传送门
除了操作 \(3\) 都可以 \(bitset\)
现在要维护
\[C_i=\sum_{gcd(j,k)=i}A_jB_k\]
类比 \(FWT\),只要求出 \(A'_i=\sum_{i|d}A_d\)
就可以直接按位相乘了
求答案就是莫比乌斯反演,\(A_i=\sum_{i|d}\mu(\frac{d}{i})A'_i\)

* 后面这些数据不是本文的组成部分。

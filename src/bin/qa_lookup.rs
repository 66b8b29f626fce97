// src/bin/qa_lookup.rs
//! Headless lookup against the knowledge base
//!
//! Loads the same knowledge base the tooltip uses and either answers a single
//! query or dumps every record. Handy for checking a new answer file before
//! pointing the tooltip at it.

use std::process::ExitCode;

use anyhow::{Context, Result};
use clap::Parser;
use tracing::debug;

use selection_tooltip::config::{TooltipConfig, DEFAULT_SOURCE_URL};
use selection_tooltip::{find_answer, KnowledgeSource, KnowledgeStore};

#[derive(Debug, Parser)]
#[command(
    name = "qa-lookup",
    version,
    about = "Look up answers in a selection-tooltip knowledge base"
)]
struct Args {
    /// Text to look up, as if it had been selected
    #[arg(required_unless_present = "dump")]
    query: Option<String>,

    /// Print every record instead of answering a query
    #[arg(long, conflicts_with = "query")]
    dump: bool,

    /// Knowledge base location: an http(s) URL or a local file path
    #[arg(long, default_value = DEFAULT_SOURCE_URL)]
    source: KnowledgeSource,

    /// Output format
    #[arg(long, default_value = "human", value_enum)]
    format: OutputFormat,

    /// Verbosity level for logging
    #[arg(short, long, action = clap::ArgAction::Count)]
    verbose: u8,
}

#[derive(Debug, Clone, clap::ValueEnum)]
enum OutputFormat {
    /// Plain text
    Human,
    /// JSON for scripts
    Json,
}

fn setup_logging(verbose: u8) {
    use tracing_subscriber::{fmt, EnvFilter};

    let level = match verbose {
        0 => "warn",
        1 => "info",
        2 => "debug",
        _ => "trace",
    };
    let filter = EnvFilter::try_from_default_env().unwrap_or_else(|_| EnvFilter::new(level));
    fmt().with_env_filter(filter).with_writer(std::io::stderr).init();
}

fn render_answer(format: &OutputFormat, query: &str, answer: Option<&str>) -> Result<String> {
    Ok(match format {
        OutputFormat::Human => answer.unwrap_or("No answer found").to_string(),
        OutputFormat::Json => serde_json::to_string(&serde_json::json!({
            "query": query,
            "answer": answer,
            "timestamp": chrono::Utc::now().to_rfc3339(),
        }))?,
    })
}

fn render_dump(format: &OutputFormat, store: &KnowledgeStore) -> Result<String> {
    Ok(match format {
        OutputFormat::Human => store.to_block_text(),
        OutputFormat::Json => serde_json::to_string_pretty(store.records())?,
    })
}

#[tokio::main(flavor = "current_thread")]
async fn main() -> Result<ExitCode> {
    let args = Args::parse();
    setup_logging(args.verbose);

    let config = TooltipConfig {
        source: args.source.clone(),
        ..TooltipConfig::default()
    };
    let store = KnowledgeStore::load(&config.source, config.fetch_timeout)
        .await
        .with_context(|| format!("Error loading answers from {}", config.source))?;
    debug!("{} records loaded", store.len());

    if args.dump {
        print!("{}", render_dump(&args.format, &store)?);
        return Ok(ExitCode::SUCCESS);
    }

    let query = args.query.as_deref().unwrap_or_default().trim();
    let answer = find_answer(&store, query);
    println!("{}", render_answer(&args.format, query, answer.as_deref())?);

    Ok(if answer.is_some() {
        ExitCode::SUCCESS
    } else {
        ExitCode::FAILURE
    })
}
// src/platform/keyboard.rs
//! Global key state sampling and synthetic key presses through CoreGraphics

#![allow(non_camel_case_types, non_upper_case_globals)]

use std::os::raw::c_void;
use std::ptr;

use core_foundation::base::CFRelease;
use tracing::trace;

use crate::core::input_types::{Hotkey, HotkeySource};
use crate::error::InputError;

type CGEventRef = *mut c_void;
type CGEventSourceRef = *mut c_void;
type CGEventSourceStateID = i32;
type CGEventTapLocation = u32;
type CGKeyCode = u16;

const kCGEventSourceStateHIDSystemState: CGEventSourceStateID = 1;
const kCGHIDEventTap: CGEventTapLocation = 0;

// Virtual key codes from HIToolbox/Events.h
const kVK_ANSI_C: CGKeyCode = 0x08;
const kVK_ANSI_Q: CGKeyCode = 0x0C;
const kVK_CapsLock: CGKeyCode = 0x39;

bitflags::bitflags! {
    #[derive(Debug, Clone, Copy, PartialEq, Eq)]
    struct CGEventFlags: u64 {
        const kCGEventFlagMaskCommand = 0x0010_0000;
    }
}

#[link(name = "CoreGraphics", kind = "framework")]
extern "C" {
    fn CGEventSourceKeyState(state_id: CGEventSourceStateID, key: CGKeyCode) -> bool;
    fn CGEventCreateKeyboardEvent(
        source: CGEventSourceRef,
        virtual_key: CGKeyCode,
        key_down: bool,
    ) -> CGEventRef;
    fn CGEventSetFlags(event: CGEventRef, flags: u64);
    fn CGEventPost(tap: CGEventTapLocation, event: CGEventRef);
}

/// Samples Caps Lock (toggle) and Q (exit) from the hardware key state.
/// Needs no event tap, so it keeps working while other apps have focus.
#[derive(Debug, Default)]
pub struct GlobalHotkeys;

impl GlobalHotkeys {
    pub fn new() -> Self {
        Self
    }

    fn key_code(key: Hotkey) -> CGKeyCode {
        match key {
            Hotkey::Toggle => kVK_CapsLock,
            Hotkey::Exit => kVK_ANSI_Q,
        }
    }
}

impl HotkeySource for GlobalHotkeys {
    fn is_down(&mut self, key: Hotkey) -> bool {
        unsafe { CGEventSourceKeyState(kCGEventSourceStateHIDSystemState, Self::key_code(key)) }
    }
}

/// Post Cmd+C to whatever application has keyboard focus
pub fn post_copy_shortcut() -> Result<(), InputError> {
    post_key_with_flags(kVK_ANSI_C, CGEventFlags::kCGEventFlagMaskCommand)
}

fn post_key_with_flags(key: CGKeyCode, flags: CGEventFlags) -> Result<(), InputError> {
    for key_down in [true, false] {
        unsafe {
            let event = CGEventCreateKeyboardEvent(ptr::null_mut(), key, key_down);
            if event.is_null() {
                return Err(InputError::EventCreation { key });
            }
            CGEventSetFlags(event, flags.bits());
            CGEventPost(kCGHIDEventTap, event);
            CFRelease(event as _);
        }
    }
    trace!("Posted key {:#04x} with flags {:?}", key, flags);
    Ok(())
}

把每个数字的 \(\mu\) 的 \(bitset\) 预处理出来,乘法就是 \(and\)
最后用 \(count\) 统计答案
# include <bits/stdc++.h>
using namespace std;
typedef long long ll;
const int maxn(7005);
int mu[maxn], n, q, pr[maxn], tot;
bitset <maxn> bc[100005], bcm[7005], bcv[7005], ispr;
int main() {
int i, j, op, l, r, v;
mu[1] = 1;
for (i = 2; i <= 7000; ++i) {
if (!ispr[i]) pr[++tot] = i, mu[i] = -1;
for (j = 1; j <= tot && pr[j] * i <= 7000; ++j) {
ispr[pr[j] * i] = 1;
if (i % pr[j]) mu[i * pr[j]] = -mu[i];
else {
mu[i * pr[j]] = 0;
break;
}
}
}
for (i = 1; i <= 7000; ++i)
for (j = i; j <= 7000; j += i) {
bcv[j].set(i);
if (mu[j / i]) bcm[i].set(j);
}
scanf("%d%d", &n, &q);
for (i = 1; i <= q; ++i) {
scanf("%d%d%d", &op, &l, &r);
if (op == 1) bc[l] = bcv[r];
else if (op == 2) scanf("%d", &v), bc[l] = bc[r] ^ bc[v];
else if (op == 3) scanf("%d", &v), bc[l] = bc[r] & bc[v];
else putchar(((bc[l] & bcm[r]).count() & 1) + '0');
}
return 0;
}